Silvia Zoppi Garampi
In ricordo dello studioso scomparso

La lezione di Gregory

Dalle ferme indicazioni per l’itinerario di un viaggio in Francia (sua seconda patria), alle severe revisioni di una tesi di laurea su un poligrafo veneziano del Cinquecento. Così un’allieva ricorda l’autorevole e catturante incontro con il Maestro

A causa di Tullio Gregory scoppiò la prima scenata del mio matrimonio. Località Lago di Annecy, luglio 1989. Per Gregory la Francia era una seconda patria anche se i suoi rapporti e le sue amicizie spaziavano per l’intera vecchia Europa. Mentre non celava disinteresse verso gli altri continenti. Fu quindi spontaneo chiedere a lui lumi (mi si passi il termine) per un viaggio di nozze in auto che aveva come meta, prima di Londra, Parigi. Gregory era assertivo, sicuro e preciso nelle non poche sfere di sua competenza; decise che a Parigi dovevamo fissare l’Hotel Madison su Boulevard Saint-Germain, a Digione pernottare e soprattutto cenare a l’Hostellerie Du Chapeau Rouge, mentre la prima notte non poteva non essere passata sul suggestivo Lago di Annecy prendendo una stanza, mi pare ci indicasse quale, all’Auberge du Père Bise: uno storico albergo, ancora non ristrutturato, sulla riva lacustre, dove avremmo potuto mangiare una lingua salmistrata ineguagliabile. La mia eccitazione per questo “viaggio d’autore” raggiungeva alte quote quando, dopo la prima notte ad Annecy, mio marito andò in escandescenza volendo riappropriarsi di una libertà di scelta. La mia reazione fu violenta, ma trovandomi di fronte a una presa di posizione ferma il nostro viaggio di nozze dovette in parte non rispettare il culto itinerario.

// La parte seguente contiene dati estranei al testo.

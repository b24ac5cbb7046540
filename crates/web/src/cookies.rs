//! Session cookies: the browser keeps the access and refresh tokens in two
//! HttpOnly cookies.

use axum::http::{header, HeaderMap, HeaderValue};
use chrono::{DateTime, Utc};

use oilstock_auth::{AccessToken, RefreshToken, Session};

pub const ACCESS_COOKIE: &str = "oilstock_at";
pub const REFRESH_COOKIE: &str = "oilstock_rt";

const REFRESH_MAX_AGE_SECS: i64 = 60 * 60 * 24 * 30;

/// Tokens found on an incoming request.
#[derive(Debug, Clone, PartialEq, Eq)]
pub struct Credentials {
    pub access: Option<AccessToken>,
    pub refresh: Option<RefreshToken>,
    /// Bearer header (API client) rather than cookies (browser).
    pub from_bearer: bool,
}

impl Credentials {
    /// Read a bearer header first, then the session cookies.
    pub fn from_headers(headers: &HeaderMap) -> Option<Self> {
        if let Some(token) = bearer_token(headers) {
            return Some(Self {
                access: Some(AccessToken::new(token)),
                refresh: None,
                from_bearer: true,
            });
        }

        let access = cookie_value(headers, ACCESS_COOKIE).map(AccessToken::new);
        let refresh = cookie_value(headers, REFRESH_COOKIE).map(RefreshToken::new);
        if access.is_none() && refresh.is_none() {
            return None;
        }
        Some(Self {
            access,
            refresh,
            from_bearer: false,
        })
    }
}

fn bearer_token(headers: &HeaderMap) -> Option<&str> {
    let token = headers
        .get(header::AUTHORIZATION)?
        .to_str()
        .ok()?
        .strip_prefix("Bearer ")?
        .trim();
    (!token.is_empty()).then_some(token)
}

/// Value of the named cookie from any `Cookie` header.
pub fn cookie_value<'a>(headers: &'a HeaderMap, name: &str) -> Option<&'a str> {
    headers
        .get_all(header::COOKIE)
        .iter()
        .filter_map(|v| v.to_str().ok())
        .flat_map(|v| v.split(';'))
        .filter_map(|pair| pair.trim().split_once('='))
        .find(|(k, v)| *k == name && !v.is_empty())
        .map(|(_, v)| v)
}

fn set_cookie(name: &str, value: &str, max_age: i64, secure: bool) -> String {
    let mut cookie = format!("{name}={value}; Path=/; HttpOnly; SameSite=Lax; Max-Age={max_age}");
    if secure {
        cookie.push_str("; Secure");
    }
    cookie
}

/// `Set-Cookie` values storing a session.
pub fn session_cookies(session: &Session, now: DateTime<Utc>, secure: bool) -> Vec<String> {
    vec![
        set_cookie(
            ACCESS_COOKIE,
            session.access_token.expose(),
            session.remaining_secs(now),
            secure,
        ),
        set_cookie(
            REFRESH_COOKIE,
            session.refresh_token.expose(),
            REFRESH_MAX_AGE_SECS,
            secure,
        ),
    ]
}

/// `Set-Cookie` values removing the session.
pub fn cleared_cookies(secure: bool) -> Vec<String> {
    vec![
        set_cookie(ACCESS_COOKIE, "", 0, secure),
        set_cookie(REFRESH_COOKIE, "", 0, secure),
    ]
}

/// Append `Set-Cookie` headers, skipping values that are not valid header text.
pub fn append_set_cookies(headers: &mut HeaderMap, cookies: Vec<String>) {
    for cookie in cookies {
        match HeaderValue::from_str(&cookie) {
            Ok(value) => {
                headers.append(header::SET_COOKIE, value);
            }
            Err(_) => tracing::warn!("dropping cookie with invalid characters"),
        }
    }
}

Non era un caso se l’ombra autorevole, severa, catturante di Tullio Gregory compariva di frequente nella mia vita quotidiana di allora. Già amico di famiglia, quando seppe che studiavo letteratura italiana alla Sapienza mi disse, senza ammissione di replica, di seguire le lezioni di Achille Tartaro e di laurearmici. Così feci, ma la circostanza volle che Tartaro nel frattempo diventasse preside della impegnativa facoltà di Lettere e Filosofia, lasciando per forza di cose i suoi laureandi un po’ allo sbaraglio. Gregory mi prese allora sotto la sua ala, seguendomi passo dopo passo nella stesura di una tesi filologico-letteraria su un poligrafo veneziano del Cinquecento. Lo andavo a trovare la domenica mattina nel suo grande appartamento su piazza Cavour dove nell’ingresso, su un leggio, era sistemato un voluminoso Calepino accanto a una slanciata scultura del suo amato Carlo Lorenzetti.

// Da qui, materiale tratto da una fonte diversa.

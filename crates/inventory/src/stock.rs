//! Rows of the aggregated stock view (`v_stock_detailed`).

use core::fmt;

use serde::{Deserialize, Serialize};

use crate::product::{Lot, PackageSize, Vintage};

/// Current stock for one (warehouse, vintage, lot, size) bucket.
///
/// Computed by the database; `approx_units` may be fractional when partial
/// units were moved.
#[derive(Debug, Clone, PartialEq, Serialize, Deserialize)]
pub struct StockRow {
    pub warehouse: String,
    pub year: Vintage,
    pub lot: Lot,
    pub size: PackageSize,
    pub qty_ml: f64,
    pub approx_units: f64,
}

/// Warehouse selector value: every warehouse, or one by name.
#[derive(Debug, Clone, PartialEq, Eq, Default)]
pub enum WarehouseFilter {
    #[default]
    All,
    Named(String),
}

impl WarehouseFilter {
    /// Selector value meaning "no filter".
    pub const ALL_VALUE: &'static str = "all";

    /// Interpret the raw selector value; empty and `all` mean no filter.
    pub fn from_param(raw: Option<&str>) -> Self {
        match raw.map(str::trim) {
            None | Some("") | Some(Self::ALL_VALUE) => WarehouseFilter::All,
            Some(name) => WarehouseFilter::Named(name.to_string()),
        }
    }

    /// Warehouse name to filter on, if any.
    pub fn name(&self) -> Option<&str> {
        match self {
            WarehouseFilter::All => None,
            WarehouseFilter::Named(name) => Some(name),
        }
    }

    /// Value to put back into the selector / query string.
    pub fn as_param(&self) -> &str {
        self.name().unwrap_or(Self::ALL_VALUE)
    }

    pub fn matches(&self, row: &StockRow) -> bool {
        self.name().is_none_or(|name| row.warehouse == name)
    }
}

impl fmt::Display for WarehouseFilter {
    fn fmt(&self, f: &mut fmt::Formatter<'_>) -> fmt::Result {
        f.write_str(self.as_param())
    }
}
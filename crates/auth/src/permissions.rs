use std::borrow::Cow;

use serde::{Deserialize, Serialize};

use crate::Role;

/// Permission identifier (e.g. `"stock.read"`).
///
/// The wildcard `"*"` grants everything.
#[derive(Debug, Clone, PartialEq, Eq, Hash, Serialize, Deserialize)]
#[serde(transparent)]
pub struct Permission(Cow<'static, str>);

impl Permission {
    /// View the stock table and warehouse list.
    pub const STOCK_READ: Permission = Permission(Cow::Borrowed("stock.read"));
    /// Insert rows into the movement ledger.
    pub const MOVEMENTS_RECORD: Permission = Permission(Cow::Borrowed("movements.record"));
    pub const WILDCARD: Permission = Permission(Cow::Borrowed("*"));

    pub fn new(name: impl Into<Cow<'static, str>>) -> Self {
        Self(name.into())
    }

    pub fn as_str(&self) -> &str {
        &self.0
    }

    pub fn is_wildcard(&self) -> bool {
        self.as_str() == "*"
    }
}

impl core::fmt::Display for Permission {
    fn fmt(&self, f: &mut core::fmt::Formatter<'_>) -> core::fmt::Result {
        f.write_str(&self.0)
    }
}

/// Role → permission mapping.
///
/// Admin gets the wildcard; this mirrors, but does not replace, the row-level
/// security policies in the database.
pub fn permissions_for(role: Role) -> Vec<Permission> {
    match role {
        Role::Admin => vec![Permission::WILDCARD],
        Role::Operator => vec![Permission::STOCK_READ, Permission::MOVEMENTS_RECORD],
        Role::Viewer => vec![Permission::STOCK_READ],
    }
}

Fu un anno e più di lavoro sodo, scritture e riscritture, la consequenzialità logica, la scelta delle parole, il più persuasivo accostamento di due termini, la punteggiatura, le note; ricordo bene un pomeriggio all’Accademia dei Lincei, dove mi dette appuntamento, la sua disapprovazione nel restituirmi la parte introduttiva della ricerca: sprovveduta gli domandai se dovessi lavorare più sui contenuti o sulla forma, mi rispose che un secolo prima De Sanctis aveva mostrato l’unità tra i due aspetti dell’espressione. Ma non posso nemmeno dimenticare che quando la tesi era in dirittura d’arrivo – si trattava dell’edizione annotata di un manoscritto inedito di teoria poetica – mi mandò da due eminenti studiosi: Armando Petrucci, con il quale avevo già sostenuto l’esame di Paleografia e diplomatica, che mi dedicò tempo e premura nel controllare le diverse mani dei copisti da me individuate e nel fornirmi i necessari strumenti bibliografici, e Domenico De Robertis, che rilesse parola per parola tutta la trascrizione del manoscritto, correggendolo e dettandomi i criteri da adottare nell’edizione. Solo più tardi mi sarei resa conto fino in fondo del valore scientifico e morale di quegli incontri preziosi. Grazie a Gregory conobbi e frequentai Eugenio Garin che accolse nei quaderni della rivista “Rinascimento” la mia tesi.

Un paio di settimane fa gli ho lasciato nella portineria di piazza Cavour un libro di un autore a lui caro, Francesco Mario Pagano, la speranza e il desiderio era di poterne parlare, di ascoltare il suo eloquio stringente e nervoso, le sue frasi epigrammatiche.